Start of Records for this task
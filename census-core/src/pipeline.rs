//! Sequencing of a release load.
//!
//! A [`Pipeline`] moves strictly forward through [`PipelineState`]:
//! geometries are registered and indexed by business key, attribute tables
//! are rewritten onto geometry identifiers and loaded, linkages are
//! registered in a second pass, metadata is attached, and finally every
//! table is moved into the release schema and dumped. Any failure aborts
//! the run; there is no resume.

use std::collections::{BTreeMap, BTreeSet};
use std::fmt;
use std::path::PathBuf;

use thiserror::Error;

use crate::database::{Database, DatabaseError};
use crate::dump::{DumpError, DumpOutcome, DumpRequest, DumpRunner};
use crate::geometry::{GeometryRegistrar, RegisterOptions, RegistrationError};
use crate::identifiers::{IdentifierLookup, KeyCast, KeyMatcher, LookupError};
use crate::linkage::{LinkageError, PendingLinkage, PendingLinkages, TableRole};
use crate::metadata::{MetadataError, MetadataRegistrar};
use crate::rewrite::{RewriteError, RowResult, collect_rewritten, rewrite_rows};
use crate::schema::{GID_COLUMN, Metadata, Srid};

/// Tables left in the default namespace when finalising.
pub const EXCLUDED_TABLES: [&str; 7] = [
    "user",
    "setting",
    "geometry_touches",
    "map_definition",
    "geometry_intersection",
    "geometry_relation",
    "spatial_ref_sys",
];

/// Coordinate systems every geometry must be available in by default.
pub const DEFAULT_MANDATORY_SRIDS: [Srid; 2] = [Srid::new(3112), Srid::new(3857)];

/// Stage reached by a [`Pipeline`].
#[derive(Debug, Clone, Copy, PartialEq, Eq)]
pub enum PipelineState {
    /// Nothing loaded.
    Init,
    /// Geometry tables registered and indexed.
    GeometriesLoaded,
    /// Attribute tables loaded.
    AttributesLoaded,
    /// Linkages registered.
    Linked,
    /// Metadata attached.
    MetadataAttached,
    /// Tables moved and dumped.
    Finalized,
    /// A stage failed; the run cannot continue.
    Aborted,
}

impl fmt::Display for PipelineState {
    fn fmt(&self, f: &mut fmt::Formatter<'_>) -> fmt::Result {
        f.write_str(match self {
            Self::Init => "INIT",
            Self::GeometriesLoaded => "GEOMETRIES_LOADED",
            Self::AttributesLoaded => "ATTRIBUTES_LOADED",
            Self::Linked => "LINKED",
            Self::MetadataAttached => "METADATA_ATTACHED",
            Self::Finalized => "FINALIZED",
            Self::Aborted => "ABORTED",
        })
    }
}

/// Errors raised by the pipeline.
#[derive(Debug, Error)]
pub enum PipelineError {
    /// A stage was requested out of order.
    #[error("cannot {operation} in state {state}")]
    InvalidTransition {
        /// Requested stage.
        operation: &'static str,
        /// Current state.
        state: PipelineState,
    },
    /// An earlier stage failed.
    #[error("cannot {operation}: the pipeline was aborted by an earlier failure")]
    Aborted {
        /// Requested stage.
        operation: &'static str,
    },
    /// An attribute table names a division with no geometry layer.
    #[error("attribute table {table} refers to unknown division {division}")]
    UnknownDivision {
        /// Attribute table.
        table: String,
        /// Requested division.
        division: String,
    },
    /// Two geometry layers claim the same division.
    #[error("division {division} is provided by both {first} and {second}")]
    DuplicateDivision {
        /// Division name.
        division: String,
        /// Table registered first.
        first: String,
        /// Conflicting table.
        second: String,
    },
    /// Registering a table failed.
    #[error(transparent)]
    Registration(#[from] RegistrationError),
    /// Building an identifier lookup failed.
    #[error(transparent)]
    Lookup(#[from] LookupError),
    /// Rewriting attribute rows failed.
    #[error(transparent)]
    Rewrite(#[from] RewriteError),
    /// Registering linkages failed.
    #[error(transparent)]
    Linkage(#[from] LinkageError),
    /// Attaching metadata failed.
    #[error(transparent)]
    Metadata(#[from] MetadataError),
    /// The backend failed.
    #[error(transparent)]
    Database(#[from] DatabaseError),
    /// The dump utility failed.
    #[error(transparent)]
    Dump(#[from] DumpError),
}

/// Settings shared by every stage.
#[derive(Debug, Clone, PartialEq, Eq)]
pub struct PipelineConfig {
    /// SRIDs every geometry source must be projected into.
    pub mandatory_srids: Vec<Srid>,
    /// Repair invalid geometries before projecting.
    pub repair_geometry: bool,
    /// Schema namespace the release is moved into.
    pub target_schema: String,
    /// Tables left in the default namespace.
    pub excluded_tables: BTreeSet<String>,
}

impl PipelineConfig {
    /// Defaults for a release moved into `target_schema`.
    pub fn new(target_schema: impl Into<String>) -> Self {
        Self {
            mandatory_srids: DEFAULT_MANDATORY_SRIDS.to_vec(),
            repair_geometry: false,
            target_schema: target_schema.into(),
            excluded_tables: EXCLUDED_TABLES.iter().map(|t| (*t).to_owned()).collect(),
        }
    }

    /// Replace the mandatory SRIDs.
    #[must_use]
    pub fn with_mandatory_srids<I>(mut self, srids: I) -> Self
    where
        I: IntoIterator<Item = Srid>,
    {
        self.mandatory_srids = srids.into_iter().collect();
        self
    }

    /// Enable or disable geometry repair.
    #[must_use]
    pub fn with_repair(mut self, repair: bool) -> Self {
        self.repair_geometry = repair;
        self
    }
}

/// A geometry table to register.
#[derive(Debug, Clone, PartialEq, Eq)]
pub struct GeometryLayer {
    /// Physical table, already loaded.
    pub table: String,
    /// Division served by the table, used to route attribute tables.
    pub division: Option<String>,
    /// Native SRID; defaults to the column's declared SRID.
    pub native_srid: Option<Srid>,
    /// Natural key column matched against attribute rows.
    pub business_key: Option<String>,
    /// Cast applied to the business key.
    pub key_cast: KeyCast,
    /// Human-readable description stored as table metadata.
    pub description: Option<String>,
}

impl GeometryLayer {
    /// A layer with no division, key or description.
    pub fn new(table: impl Into<String>) -> Self {
        Self {
            table: table.into(),
            division: None,
            native_srid: None,
            business_key: None,
            key_cast: KeyCast::None,
            description: None,
        }
    }

    /// Route attribute tables of `division` through `business_key`.
    #[must_use]
    pub fn with_division(
        mut self,
        division: impl Into<String>,
        business_key: impl Into<String>,
        key_cast: KeyCast,
    ) -> Self {
        self.division = Some(division.into());
        self.business_key = Some(business_key.into());
        self.key_cast = key_cast;
        self
    }

    /// Set the native SRID.
    #[must_use]
    pub fn with_native_srid(mut self, srid: Srid) -> Self {
        self.native_srid = Some(srid);
        self
    }

    /// Set the description.
    #[must_use]
    pub fn with_description(mut self, description: impl Into<String>) -> Self {
        self.description = Some(description.into());
        self
    }
}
End of Records for this task
**What you need to do:**
Retype each record. Keep every character as it is.

**Result of this exercise:**
filename census-core/src/pipeline.rs
//! Sequencing of a release load.
//!
//! A [`Pipeline`] moves strictly forward through [`PipelineState`]:
//! geometries are registered and indexed by business key, attribute tables
//! are rewritten onto geometry identifiers and loaded, linkages are
//! registered in a second pass, metadata is attached, and finally every
//! table is moved into the release schema and dumped. Any failure aborts
//! the run; there is no resume.

use std::collections::{BTreeMap, BTreeSet};
use std::fmt;
use std::path::PathBuf;

use thiserror::Error;

use crate::database::{Database, DatabaseError};
use crate::dump::{DumpError, DumpOutcome, DumpRequest, DumpRunner};
use crate::geometry::{GeometryRegistrar, RegisterOptions, RegistrationError};
use crate::identifiers::{IdentifierLookup, KeyCast, KeyMatcher, LookupError};
use crate::linkage::{LinkageError, PendingLinkage, PendingLinkages, TableRole};
use crate::metadata::{MetadataError, MetadataRegistrar};
use crate::rewrite::{RewriteError, RowResult, collect_rewritten, rewrite_rows};
use crate::schema::{GID_COLUMN, Metadata, Srid};

/// Tables left in the default namespace when finalising.
pub const EXCLUDED_TABLES: [&str; 7] = [
    "user",
    "setting",
    "geometry_touches",
    "map_definition",
    "geometry_intersection",
    "geometry_relation",
    "spatial_ref_sys",
];

/// Coordinate systems every geometry must be available in by default.
pub const DEFAULT_MANDATORY_SRIDS: [Srid; 2] = [Srid::new(3112), Srid::new(3857)];

/// Stage reached by a [`Pipeline`].
#[derive(Debug, Clone, Copy, PartialEq, Eq)]
pub enum PipelineState {
    /// Nothing loaded.
    Init,
    /// Geometry tables registered and indexed.
    GeometriesLoaded,
    /// Attribute tables loaded.
    AttributesLoaded,
    /// Linkages registered.
    Linked,
    /// Metadata attached.
    MetadataAttached,
    /// Tables moved and dumped.
    Finalized,
    /// A stage failed; the run cannot continue.
    Aborted,
}

impl fmt::Display for PipelineState {
    fn fmt(&self, f: &mut fmt::Formatter<'_>) -> fmt::Result {
        f.write_str(match self {
            Self::Init => "INIT",
            Self::GeometriesLoaded => "GEOMETRIES_LOADED",
            Self::AttributesLoaded => "ATTRIBUTES_LOADED",
            Self::Linked => "LINKED",
            Self::MetadataAttached => "METADATA_ATTACHED",
            Self::Finalized => "FINALIZED",
            Self::Aborted => "ABORTED",
        })
    }
}

/// Errors raised by the pipeline.
#[derive(Debug, Error)]
pub enum PipelineError {
    /// A stage was requested out of order.
    #[error("cannot {operation} in state {state}")]
    InvalidTransition {
        /// Requested stage.
        operation: &'static str,
        /// Current state.
        state: PipelineState,
    },
    /// An earlier stage failed.
    #[error("cannot {operation}: the pipeline was aborted by an earlier failure")]
    Aborted {
        /// Requested stage.
        operation: &'static str,
    },
    /// An attribute table names a division with no geometry layer.
    #[error("attribute table {table} refers to unknown division {division}")]
    UnknownDivision {
        /// Attribute table.
        table: String,
        /// Requested division.
        division: String,
    },
    /// Two geometry layers claim the same division.
    #[error("division {division} is provided by both {first} and {second}")]
    DuplicateDivision {
        /// Division name.
        division: String,
        /// Table registered first.
        first: String,
        /// Conflicting table.
        second: String,
    },
    /// Registering a table failed.
    #[error(transparent)]
    Registration(#[from] RegistrationError),
    /// Building an identifier lookup failed.
    #[error(transparent)]
    Lookup(#[from] LookupError),
    /// Rewriting attribute rows failed.
    #[error(transparent)]
    Rewrite(#[from] RewriteError),
    /// Registering linkages failed.
    #[error(transparent)]
    Linkage(#[from] LinkageError),
    /// Attaching metadata failed.
    #[error(transparent)]
    Metadata(#[from] MetadataError),
    /// The backend failed.
    #[error(transparent)]
    Database(#[from] DatabaseError),
    /// The dump utility failed.
    #[error(transparent)]
    Dump(#[from] DumpError),
}

/// Settings shared by every stage.
#[derive(Debug, Clone, PartialEq, Eq)]
pub struct PipelineConfig {
    /// SRIDs every geometry source must be projected into.
    pub mandatory_srids: Vec<Srid>,
    /// Repair invalid geometries before projecting.
    pub repair_geometry: bool,
    /// Schema namespace the release is moved into.
    pub target_schema: String,
    /// Tables left in the default namespace.
    pub excluded_tables: BTreeSet<String>,
}

impl PipelineConfig {
    /// Defaults for a release moved into `target_schema`.
    pub fn new(target_schema: impl Into<String>) -> Self {
        Self {
            mandatory_srids: DEFAULT_MANDATORY_SRIDS.to_vec(),
            repair_geometry: false,
            target_schema: target_schema.into(),
            excluded_tables: EXCLUDED_TABLES.iter().map(|t| (*t).to_owned()).collect(),
        }
    }

    /// Replace the mandatory SRIDs.
    #[must_use]
    pub fn with_mandatory_srids<I>(mut self, srids: I) -> Self
    where
        I: IntoIterator<Item = Srid>,
    {
        self.mandatory_srids = srids.into_iter().collect();
        self
    }

    /// Enable or disable geometry repair.
    #[must_use]
    pub fn with_repair(mut self, repair: bool) -> Self {
        self.repair_geometry = repair;
        self
    }
}

/// A geometry table to register.
#[derive(Debug, Clone, PartialEq, Eq)]
pub struct GeometryLayer {
    /// Physical table, already loaded.
    pub table: String,
    /// Division served by the table, used to route attribute tables.
    pub division: Option<String>,
    /// Native SRID; defaults to the column's declared SRID.
    pub native_srid: Option<Srid>,
    /// Natural key column matched against attribute rows.
    pub business_key: Option<String>,
    /// Cast applied to the business key.
    pub key_cast: KeyCast,
    /// Human-readable description stored as table metadata.
    pub description: Option<String>,
}

impl GeometryLayer {
    /// A layer with no division, key or description.
    pub fn new(table: impl Into<String>) -> Self {
        Self {
            table: table.into(),
            division: None,
            native_srid: None,
            business_key: None,
            key_cast: KeyCast::None,
            description: None,
        }
    }

    /// Route attribute tables of `division` through `business_key`.
    #[must_use]
    pub fn with_division(
        mut self,
        division: impl Into<String>,
        business_key: impl Into<String>,
        key_cast: KeyCast,
    ) -> Self {
        self.division = Some(division.into());
        self.business_key = Some(business_key.into());
        self.key_cast = key_cast;
        self
    }

    /// Set the native SRID.
    #[must_use]
    pub fn with_native_srid(mut self, srid: Srid) -> Self {
        self.native_srid = Some(srid);
        self
    }

    /// Set the description.
    #[must_use]
    pub fn with_description(mut self, description: impl Into<String>) -> Self {
        self.description = Some(description.into());
        self
    }
}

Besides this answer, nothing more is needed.